I stumbled across this forum and wanted to jump in!! Since I am about to turn 100k on the truck I am trying to be more proactive on what "gremlins" await me after my warranty expires. ;-) Note: I have never had issues with carrier bearing but I have noticed the drive-line vibration when accelerating with a load. Since a lot of my towing is in route to the deer lease I dont want to be stuck in the sticks so I will either buy a spare carrier or jump on the one-piece drive shaft which sounds like a better solution all the way around!! Thanks for letting me jump in!!!

Southbound
 
DGAMELIN would you tell us who posted that comment or where we can find it? I have the vibration and launch shudder and am so annoyed I dont care to drive my truck somedays. I really dont have the $$$$$ to spend on a one piece although I would love to have one. Maybe I could realign my carrier bearing to help it until I can afford a one piece.
 
The post was by me on 4-25-08 here on TDR under 5. 9 engine and transmission called drive line shutter. I dont know how to tell you how to get to it. I would like a one pice to. Just dont want to pay for it. It is almost imposable to get read of all of it in some trucks. I moved mine to the right as much as down, but they are all different. Just spend a lot of time measuring and string, I made adjustments for two weeks, I had all most all of it gone. This time it was a center ujoint froze up still waiting for a new one. You need to check the ujoints first. You have to pull the shaft to do it. Because a frozen one wont have any play in it and it wont squeak. But a frozen one in the center will shake you out of the cab. A set of air bags does wonders. I was also going to put a set of track bars on also, got the parts here but never got around to building them. When I went to order the bags I like (firestones) I seen they are now made in China, that just **** me off. Air bags can sometimes cause pinion rap that what the track bars were for. When I get a chance I will order some bags. I have them on my old truck and and RV I once had.
 
Carol !!

What is the actual diameter of the new shaft, if you know? Any idea what wall thickness it is? Will probably call Doghouse tomorrow either way .
 
Been emailing Rich back and forth. Seems like the 5600 equipped trucks are proving to be a problem in regards to length. G56 trans eqipped trucks are 2 " shorter then the 5600 rigs. He is going to look into some things tomorrow. Wonder if you could get one, then have it shortened ? :confused:
 
1/8'' thick. Yes it can be shorten. The one I had found will make what you want but they are a little more $. They are a drive shaft builder.
 
Yes, looked at your link as well.
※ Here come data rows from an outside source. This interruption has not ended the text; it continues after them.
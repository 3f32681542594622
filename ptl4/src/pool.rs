//! Typed object pools with generation-checked handles.
//!
//! Owners hold handles, not pointers; a lookup revalidates the slot's
//! generation before handing out a reference. Releasing a handle bumps
//! the generation, so stale handles fail with `ArgInvalid` while any
//! outstanding references keep the object alive until the last one
//! drops (which is when the destructor runs).

use std::sync::{Arc, Mutex};

use slab::Slab;

use crate::error::{Error, Result};
use crate::handle::{Handle, HandleType};

struct PoolSlot<T> {
    generation: u16,
    obj: Arc<T>,
}

struct PoolInner<T> {
    slab: Slab<PoolSlot<T>>,
    /// Generation per slot index, persisting across slot reuse.
    gens: Vec<u16>,
}

/// A per-interface pool for one object type.
pub struct Pool<T> {
    ty: HandleType,
    ni_index: u8,
    limit: usize,
    inner: Mutex<PoolInner<T>>,
}

impl<T> Pool<T> {
    pub fn new(ty: HandleType, ni_index: u8, limit: usize) -> Self {
        Self {
            ty,
            ni_index,
            limit,
            inner: Mutex::new(PoolInner {
                slab: Slab::new(),
                gens: Vec::new(),
            }),
        }
    }

    /// Allocate a slot for `obj`. Fails with `NoSpace` at the limit.
    pub fn alloc(&self, obj: T) -> Result<(Handle, Arc<T>)> {
        self.alloc_with(|_| obj)
    }

    /// Allocate a slot, building the object from its own handle.
    pub fn alloc_with<F: FnOnce(Handle) -> T>(&self, f: F) -> Result<(Handle, Arc<T>)> {
        let mut inner = self.inner.lock().unwrap();
        if inner.slab.len() >= self.limit {
            return Err(Error::NoSpace);
        }
        let index = inner.slab.vacant_key();
        if inner.gens.len() <= index {
            inner.gens.resize(index + 1, 1);
        }
        let generation = inner.gens[index];
        let handle = Handle::new(self.ty, self.ni_index, generation, index as u32);
        let obj = Arc::new(f(handle));
        let key = inner.slab.insert(PoolSlot {
            generation,
            obj: obj.clone(),
        });
        debug_assert_eq!(key, index);
        Ok((handle, obj))
    }

    fn check(&self, h: Handle) -> Result<()> {
        if h.ty() != Some(self.ty) || h.ni_index() != self.ni_index {
            return Err(Error::ArgInvalid);
        }
        Ok(())
    }

    /// Resolve a handle to its object.
    pub fn lookup(&self, h: Handle) -> Result<Arc<T>> {
        self.check(h)?;
        let inner = self.inner.lock().unwrap();
        match inner.slab.get(h.index() as usize) {
            Some(slot) if slot.generation == h.generation() => Ok(slot.obj.clone()),
            _ => Err(Error::ArgInvalid),
        }
    }

    /// Free the slot. The object is destroyed when the last outstanding
    /// reference drops; subsequent lookups fail with `ArgInvalid`.
    pub fn release(&self, h: Handle) -> Result<Arc<T>> {
        self.check(h)?;
        let mut inner = self.inner.lock().unwrap();
        let index = h.index() as usize;
        match inner.slab.get(index) {
            Some(slot) if slot.generation == h.generation() => {
                let slot = inner.slab.remove(index);
                inner.gens[index] = inner.gens[index].wrapping_add(1).max(1);
                Ok(slot.obj)
            }
            _ => Err(Error::ArgInvalid),
        }
    }

    /// Number of live objects.
    pub fn len(&self) -> usize {
        self.inner.lock().unwrap().slab.len()
    }

    pub fn is_empty(&self) -> bool {
        self.len() == 0
    }

    /// Snapshot of all live handles (teardown sweeps).
    pub fn handles(&self) -> Vec<Handle> {
        let inner = self.inner.lock().unwrap();
        inner
            .slab
            .iter()
            .map(|(i, slot)| Handle::new(self.ty, self.ni_index, slot.generation, i as u32))
            .collect()
    }
}

#[cfg(test)]
mod tests {
    use super::*;

    #[test]
    fn alloc_lookup_release() {
        let pool: Pool<u64> = Pool::new(HandleType::Md, 0, 16);
        let (h, obj) = pool.alloc(99).unwrap();
        assert_eq!(*obj, 99);
        assert_eq!(*pool.lookup(h).unwrap(), 99);

        pool.release(h).unwrap();
        assert!(matches!(pool.lookup(h), Err(Error::ArgInvalid)));
        assert!(matches!(pool.release(h), Err(Error::ArgInvalid)));
    }

    #[test]
    fn stale_generation_rejected() {
        let pool: Pool<u32> = Pool::new(HandleType::Ct, 0, 16);
        let (h1, _) = pool.alloc(1).unwrap();
        pool.release(h1).unwrap();
        let (h2, _) = pool.alloc(2).unwrap();
        // Slot reused, generation advanced.
        assert_eq!(h1.index(), h2.index());
        assert_ne!(h1.generation(), h2.generation());
        assert!(pool.lookup(h1).is_err());
        assert_eq!(*pool.lookup(h2).unwrap(), 2);
    }

    #[test]
    fn wrong_type_and_ni_rejected() {
        let pool: Pool<u32> = Pool::new(HandleType::Ct, 1, 16);
        let (h, _) = pool.alloc(5).unwrap();
        let wrong_ty = Handle::new(HandleType::Md, 1, h.generation(), h.index());
        let wrong_ni = Handle::new(HandleType::Ct, 0, h.generation(), h.index());
        assert!(pool.lookup(wrong_ty).is_err());
        assert!(pool.lookup(wrong_ni).is_err());
    }

    #[test]
    fn limit_enforced() {
        let pool: Pool<u8> = Pool::new(HandleType::Eq, 0, 2);
        pool.alloc(0).unwrap();
        pool.alloc(1).unwrap();
        assert!(matches!(pool.alloc(2), Err(Error::NoSpace)));
    }

    #[test]
    fn object_lives_until_last_ref() {
        let pool: Pool<String> = Pool::new(HandleType::Le, 0, 4);
        let (h, obj) = pool.alloc("hello".to_string()).unwrap();
        let extra = pool.lookup(h).unwrap();
        pool.release(h).unwrap();
        // Pool slot gone, but our references still work.
        assert_eq!(*obj, "hello");
        assert_eq!(*extra, "hello");
    }
}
See what he comes up with tomorrow, also, going to see if my guy here local has changed his tune as to why he won't make a single shaft that long. :confused:
 
MMeier.



Just got on the net, have been off for a few days, family visiting for the holidays, etc.



I should have measured the diameter, it has to be a good 6"s or more. I can get a measurement tomorrow. Most all GOOD driveshaft shops can shorten it for you, even a good machine shop could.



I have a couple more pics of the install, I'll send them to you so you can see how it looks.